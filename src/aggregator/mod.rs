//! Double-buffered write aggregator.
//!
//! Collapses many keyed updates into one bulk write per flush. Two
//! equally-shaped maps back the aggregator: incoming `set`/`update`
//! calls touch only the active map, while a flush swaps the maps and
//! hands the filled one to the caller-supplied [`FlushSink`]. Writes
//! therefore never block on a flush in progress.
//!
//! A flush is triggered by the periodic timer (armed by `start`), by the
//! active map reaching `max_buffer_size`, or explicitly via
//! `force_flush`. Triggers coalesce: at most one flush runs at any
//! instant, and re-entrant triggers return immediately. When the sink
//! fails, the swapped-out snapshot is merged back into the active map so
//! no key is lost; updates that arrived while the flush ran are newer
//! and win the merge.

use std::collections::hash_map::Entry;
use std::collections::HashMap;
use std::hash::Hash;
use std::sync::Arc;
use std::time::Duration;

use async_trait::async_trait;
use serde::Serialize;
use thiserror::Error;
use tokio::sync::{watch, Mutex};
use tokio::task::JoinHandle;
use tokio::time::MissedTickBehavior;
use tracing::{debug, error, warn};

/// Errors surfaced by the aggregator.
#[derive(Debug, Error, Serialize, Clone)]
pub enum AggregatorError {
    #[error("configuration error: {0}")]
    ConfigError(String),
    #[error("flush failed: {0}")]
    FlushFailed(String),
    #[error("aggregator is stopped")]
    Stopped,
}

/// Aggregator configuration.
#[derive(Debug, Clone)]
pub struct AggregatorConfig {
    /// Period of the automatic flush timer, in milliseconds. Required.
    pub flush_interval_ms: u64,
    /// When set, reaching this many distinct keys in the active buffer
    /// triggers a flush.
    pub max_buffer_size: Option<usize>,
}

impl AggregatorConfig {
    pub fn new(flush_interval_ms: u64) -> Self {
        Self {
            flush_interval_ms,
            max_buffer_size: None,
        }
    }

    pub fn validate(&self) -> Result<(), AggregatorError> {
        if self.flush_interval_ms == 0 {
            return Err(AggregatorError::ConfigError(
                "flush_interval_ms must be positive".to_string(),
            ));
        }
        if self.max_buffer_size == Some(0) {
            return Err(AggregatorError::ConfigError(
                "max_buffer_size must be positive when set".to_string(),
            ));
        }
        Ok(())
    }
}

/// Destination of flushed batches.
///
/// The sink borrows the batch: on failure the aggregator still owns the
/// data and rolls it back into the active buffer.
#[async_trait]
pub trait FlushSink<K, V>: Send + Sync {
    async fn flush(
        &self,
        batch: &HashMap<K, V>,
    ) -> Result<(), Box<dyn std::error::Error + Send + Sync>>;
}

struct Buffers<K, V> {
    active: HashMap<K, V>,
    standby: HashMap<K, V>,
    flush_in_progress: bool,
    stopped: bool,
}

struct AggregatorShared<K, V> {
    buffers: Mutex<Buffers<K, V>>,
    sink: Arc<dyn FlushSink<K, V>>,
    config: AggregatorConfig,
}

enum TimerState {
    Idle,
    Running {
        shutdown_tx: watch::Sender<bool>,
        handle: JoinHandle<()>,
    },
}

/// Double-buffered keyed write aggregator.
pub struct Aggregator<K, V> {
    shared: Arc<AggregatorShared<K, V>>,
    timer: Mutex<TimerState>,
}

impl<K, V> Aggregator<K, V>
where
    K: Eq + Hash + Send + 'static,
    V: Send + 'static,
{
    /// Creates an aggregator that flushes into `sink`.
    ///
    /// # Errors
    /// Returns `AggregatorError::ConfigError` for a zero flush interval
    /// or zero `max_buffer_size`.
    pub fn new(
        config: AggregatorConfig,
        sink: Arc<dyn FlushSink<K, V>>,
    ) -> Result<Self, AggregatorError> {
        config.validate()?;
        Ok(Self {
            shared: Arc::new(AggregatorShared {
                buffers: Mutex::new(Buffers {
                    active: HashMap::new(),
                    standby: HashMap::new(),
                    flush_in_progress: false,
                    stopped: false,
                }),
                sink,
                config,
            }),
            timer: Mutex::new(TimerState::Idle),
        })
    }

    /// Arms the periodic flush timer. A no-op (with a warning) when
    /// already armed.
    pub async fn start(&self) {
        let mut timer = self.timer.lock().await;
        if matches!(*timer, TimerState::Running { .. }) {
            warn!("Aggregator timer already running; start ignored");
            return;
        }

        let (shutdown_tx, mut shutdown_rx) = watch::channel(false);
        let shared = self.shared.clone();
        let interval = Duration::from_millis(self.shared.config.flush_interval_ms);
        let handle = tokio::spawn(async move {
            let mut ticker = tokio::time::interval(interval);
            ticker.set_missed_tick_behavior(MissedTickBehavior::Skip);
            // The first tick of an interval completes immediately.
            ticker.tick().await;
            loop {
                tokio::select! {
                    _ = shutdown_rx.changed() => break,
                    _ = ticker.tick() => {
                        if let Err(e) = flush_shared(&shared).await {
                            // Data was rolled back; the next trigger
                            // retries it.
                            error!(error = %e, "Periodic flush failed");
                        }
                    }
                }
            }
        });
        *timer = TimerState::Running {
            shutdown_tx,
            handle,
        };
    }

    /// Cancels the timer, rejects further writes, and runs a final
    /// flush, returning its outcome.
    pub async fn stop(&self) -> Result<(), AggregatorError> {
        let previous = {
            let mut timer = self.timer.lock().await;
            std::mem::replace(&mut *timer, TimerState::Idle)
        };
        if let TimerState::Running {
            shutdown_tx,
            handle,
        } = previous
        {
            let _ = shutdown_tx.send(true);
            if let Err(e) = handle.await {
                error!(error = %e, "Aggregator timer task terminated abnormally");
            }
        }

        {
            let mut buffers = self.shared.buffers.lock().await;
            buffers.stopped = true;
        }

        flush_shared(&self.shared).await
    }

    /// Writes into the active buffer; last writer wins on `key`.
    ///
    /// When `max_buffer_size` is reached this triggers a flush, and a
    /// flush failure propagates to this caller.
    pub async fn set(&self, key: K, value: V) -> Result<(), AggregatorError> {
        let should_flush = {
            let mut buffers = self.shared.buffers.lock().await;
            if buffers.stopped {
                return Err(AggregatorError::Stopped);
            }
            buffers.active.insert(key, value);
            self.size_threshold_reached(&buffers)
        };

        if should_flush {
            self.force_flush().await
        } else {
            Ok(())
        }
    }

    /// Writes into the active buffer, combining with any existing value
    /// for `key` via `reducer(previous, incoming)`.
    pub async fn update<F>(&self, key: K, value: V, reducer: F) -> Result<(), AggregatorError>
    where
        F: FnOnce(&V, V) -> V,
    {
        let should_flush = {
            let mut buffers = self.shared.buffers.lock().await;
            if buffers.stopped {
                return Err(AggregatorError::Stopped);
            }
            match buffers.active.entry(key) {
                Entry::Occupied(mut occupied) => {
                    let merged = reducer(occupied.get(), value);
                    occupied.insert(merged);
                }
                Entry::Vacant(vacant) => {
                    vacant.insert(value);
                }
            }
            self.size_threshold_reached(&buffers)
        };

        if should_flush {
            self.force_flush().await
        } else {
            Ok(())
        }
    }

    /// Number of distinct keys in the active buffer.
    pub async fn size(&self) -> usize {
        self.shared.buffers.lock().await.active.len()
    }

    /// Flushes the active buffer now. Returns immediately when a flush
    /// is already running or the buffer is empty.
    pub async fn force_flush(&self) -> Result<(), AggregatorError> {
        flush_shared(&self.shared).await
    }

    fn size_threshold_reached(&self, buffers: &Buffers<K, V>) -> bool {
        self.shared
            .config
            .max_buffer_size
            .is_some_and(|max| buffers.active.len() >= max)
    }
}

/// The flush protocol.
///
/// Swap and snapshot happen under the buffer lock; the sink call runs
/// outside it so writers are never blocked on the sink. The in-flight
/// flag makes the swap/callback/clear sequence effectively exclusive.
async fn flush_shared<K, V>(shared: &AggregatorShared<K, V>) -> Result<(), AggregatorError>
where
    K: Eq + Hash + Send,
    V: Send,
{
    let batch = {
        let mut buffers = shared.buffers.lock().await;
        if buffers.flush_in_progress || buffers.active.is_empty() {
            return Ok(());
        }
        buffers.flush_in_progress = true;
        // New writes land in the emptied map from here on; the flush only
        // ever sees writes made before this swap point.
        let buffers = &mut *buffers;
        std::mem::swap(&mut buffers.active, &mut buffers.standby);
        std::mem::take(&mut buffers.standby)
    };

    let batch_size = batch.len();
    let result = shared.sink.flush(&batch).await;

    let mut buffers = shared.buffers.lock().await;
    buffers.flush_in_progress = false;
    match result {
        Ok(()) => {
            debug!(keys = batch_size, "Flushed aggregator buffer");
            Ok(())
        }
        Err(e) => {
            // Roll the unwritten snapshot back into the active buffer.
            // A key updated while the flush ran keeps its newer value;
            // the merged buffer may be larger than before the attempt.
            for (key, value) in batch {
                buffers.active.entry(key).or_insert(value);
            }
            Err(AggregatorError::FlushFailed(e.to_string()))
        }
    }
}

--

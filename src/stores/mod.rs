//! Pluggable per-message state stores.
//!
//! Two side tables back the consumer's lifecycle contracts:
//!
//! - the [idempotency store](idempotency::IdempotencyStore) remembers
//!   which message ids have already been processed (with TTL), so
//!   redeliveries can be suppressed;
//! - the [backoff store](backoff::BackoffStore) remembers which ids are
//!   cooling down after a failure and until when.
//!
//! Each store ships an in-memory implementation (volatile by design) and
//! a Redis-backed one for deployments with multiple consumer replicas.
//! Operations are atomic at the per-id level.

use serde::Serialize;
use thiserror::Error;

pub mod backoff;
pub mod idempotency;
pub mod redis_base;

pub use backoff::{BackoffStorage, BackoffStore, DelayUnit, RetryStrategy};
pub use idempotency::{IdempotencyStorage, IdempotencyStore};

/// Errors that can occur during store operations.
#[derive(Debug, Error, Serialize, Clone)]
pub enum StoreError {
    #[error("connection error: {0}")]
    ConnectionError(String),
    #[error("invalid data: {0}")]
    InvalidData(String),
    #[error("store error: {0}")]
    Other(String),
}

* * *

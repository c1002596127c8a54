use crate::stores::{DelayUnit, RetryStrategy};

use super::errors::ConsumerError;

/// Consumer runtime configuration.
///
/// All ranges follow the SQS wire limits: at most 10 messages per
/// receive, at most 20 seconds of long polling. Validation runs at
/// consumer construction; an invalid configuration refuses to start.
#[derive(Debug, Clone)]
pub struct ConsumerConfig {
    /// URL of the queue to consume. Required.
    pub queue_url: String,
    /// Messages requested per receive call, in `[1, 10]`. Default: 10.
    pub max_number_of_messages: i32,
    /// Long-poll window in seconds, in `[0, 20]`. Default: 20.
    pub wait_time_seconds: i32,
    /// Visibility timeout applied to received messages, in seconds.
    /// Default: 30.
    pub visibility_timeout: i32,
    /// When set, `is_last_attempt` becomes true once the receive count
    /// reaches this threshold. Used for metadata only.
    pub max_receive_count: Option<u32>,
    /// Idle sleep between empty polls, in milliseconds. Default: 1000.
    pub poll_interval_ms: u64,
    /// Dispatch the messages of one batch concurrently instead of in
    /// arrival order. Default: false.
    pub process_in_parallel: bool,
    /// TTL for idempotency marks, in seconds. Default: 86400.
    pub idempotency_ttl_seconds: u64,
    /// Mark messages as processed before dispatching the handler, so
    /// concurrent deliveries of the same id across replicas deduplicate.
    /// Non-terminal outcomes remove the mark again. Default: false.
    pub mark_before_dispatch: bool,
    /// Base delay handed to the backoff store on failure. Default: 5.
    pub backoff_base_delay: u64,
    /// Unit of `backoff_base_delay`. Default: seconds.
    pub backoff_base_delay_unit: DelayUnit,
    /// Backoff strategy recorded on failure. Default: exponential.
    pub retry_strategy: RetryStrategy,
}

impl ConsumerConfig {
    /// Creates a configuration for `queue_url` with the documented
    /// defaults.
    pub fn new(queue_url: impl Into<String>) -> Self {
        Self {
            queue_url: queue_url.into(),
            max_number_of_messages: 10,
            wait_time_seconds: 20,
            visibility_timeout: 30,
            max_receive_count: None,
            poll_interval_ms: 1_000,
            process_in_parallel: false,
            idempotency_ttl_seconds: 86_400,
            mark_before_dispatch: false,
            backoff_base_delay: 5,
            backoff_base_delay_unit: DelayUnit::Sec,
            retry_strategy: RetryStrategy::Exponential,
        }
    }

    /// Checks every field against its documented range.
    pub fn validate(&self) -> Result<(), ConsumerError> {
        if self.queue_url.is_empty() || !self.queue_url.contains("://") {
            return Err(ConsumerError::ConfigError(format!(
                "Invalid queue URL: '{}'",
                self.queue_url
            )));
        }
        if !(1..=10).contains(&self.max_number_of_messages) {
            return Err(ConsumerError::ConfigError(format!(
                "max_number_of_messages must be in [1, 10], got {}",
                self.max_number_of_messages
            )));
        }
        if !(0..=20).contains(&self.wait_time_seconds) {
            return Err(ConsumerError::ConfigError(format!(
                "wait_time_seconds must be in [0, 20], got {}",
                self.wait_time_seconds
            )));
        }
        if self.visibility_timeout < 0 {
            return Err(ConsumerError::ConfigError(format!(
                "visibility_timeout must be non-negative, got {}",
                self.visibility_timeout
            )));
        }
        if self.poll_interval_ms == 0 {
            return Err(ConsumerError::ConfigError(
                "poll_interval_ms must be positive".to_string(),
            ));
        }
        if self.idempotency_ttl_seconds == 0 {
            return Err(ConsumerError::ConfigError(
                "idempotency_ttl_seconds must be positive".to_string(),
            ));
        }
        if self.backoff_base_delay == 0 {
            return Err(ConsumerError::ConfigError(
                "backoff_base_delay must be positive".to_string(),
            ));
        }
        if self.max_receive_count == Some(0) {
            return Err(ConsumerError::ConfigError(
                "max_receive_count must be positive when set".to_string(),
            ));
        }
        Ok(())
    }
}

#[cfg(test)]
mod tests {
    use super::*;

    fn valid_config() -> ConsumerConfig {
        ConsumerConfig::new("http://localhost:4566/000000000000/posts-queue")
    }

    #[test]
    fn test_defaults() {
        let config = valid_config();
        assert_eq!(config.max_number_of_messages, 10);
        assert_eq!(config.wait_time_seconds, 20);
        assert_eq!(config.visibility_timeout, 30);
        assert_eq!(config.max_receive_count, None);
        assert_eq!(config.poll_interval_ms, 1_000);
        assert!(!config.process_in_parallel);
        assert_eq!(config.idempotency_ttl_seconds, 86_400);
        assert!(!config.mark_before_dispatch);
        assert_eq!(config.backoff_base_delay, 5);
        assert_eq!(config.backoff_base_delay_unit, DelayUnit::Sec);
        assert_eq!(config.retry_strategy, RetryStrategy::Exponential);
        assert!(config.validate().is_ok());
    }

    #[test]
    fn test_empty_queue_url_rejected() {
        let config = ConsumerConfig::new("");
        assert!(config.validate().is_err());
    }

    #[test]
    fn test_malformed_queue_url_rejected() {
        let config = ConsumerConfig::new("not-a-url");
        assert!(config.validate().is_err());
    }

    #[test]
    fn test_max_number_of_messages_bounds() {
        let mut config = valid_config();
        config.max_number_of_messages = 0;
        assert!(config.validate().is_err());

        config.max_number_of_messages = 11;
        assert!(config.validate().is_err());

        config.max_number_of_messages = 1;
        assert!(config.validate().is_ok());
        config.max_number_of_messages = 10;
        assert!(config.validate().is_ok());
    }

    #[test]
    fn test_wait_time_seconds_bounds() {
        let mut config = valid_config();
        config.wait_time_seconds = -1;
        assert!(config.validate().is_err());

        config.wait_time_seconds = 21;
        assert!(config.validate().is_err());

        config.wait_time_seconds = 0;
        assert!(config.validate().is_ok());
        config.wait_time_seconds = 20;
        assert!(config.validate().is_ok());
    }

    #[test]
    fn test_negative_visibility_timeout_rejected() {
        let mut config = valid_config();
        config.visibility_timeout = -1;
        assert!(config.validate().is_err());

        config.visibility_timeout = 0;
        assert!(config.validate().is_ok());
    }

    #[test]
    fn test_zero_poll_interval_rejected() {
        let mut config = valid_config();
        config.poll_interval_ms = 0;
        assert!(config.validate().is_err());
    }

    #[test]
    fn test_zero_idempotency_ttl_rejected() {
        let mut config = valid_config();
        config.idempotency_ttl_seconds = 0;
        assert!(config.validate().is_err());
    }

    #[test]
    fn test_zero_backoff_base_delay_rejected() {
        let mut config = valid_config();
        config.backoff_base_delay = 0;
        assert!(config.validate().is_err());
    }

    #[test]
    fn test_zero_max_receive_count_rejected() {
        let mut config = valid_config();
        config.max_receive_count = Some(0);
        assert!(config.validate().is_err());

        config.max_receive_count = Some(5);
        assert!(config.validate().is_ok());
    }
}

*TASK BRIEF*. Only the lines containing "AggregatorConfig" are needed; copy each of them from the data.

*WRITTEN ANSWER*.
pub struct AggregatorConfig {
impl AggregatorConfig {
    config: AggregatorConfig,
        config: AggregatorConfig,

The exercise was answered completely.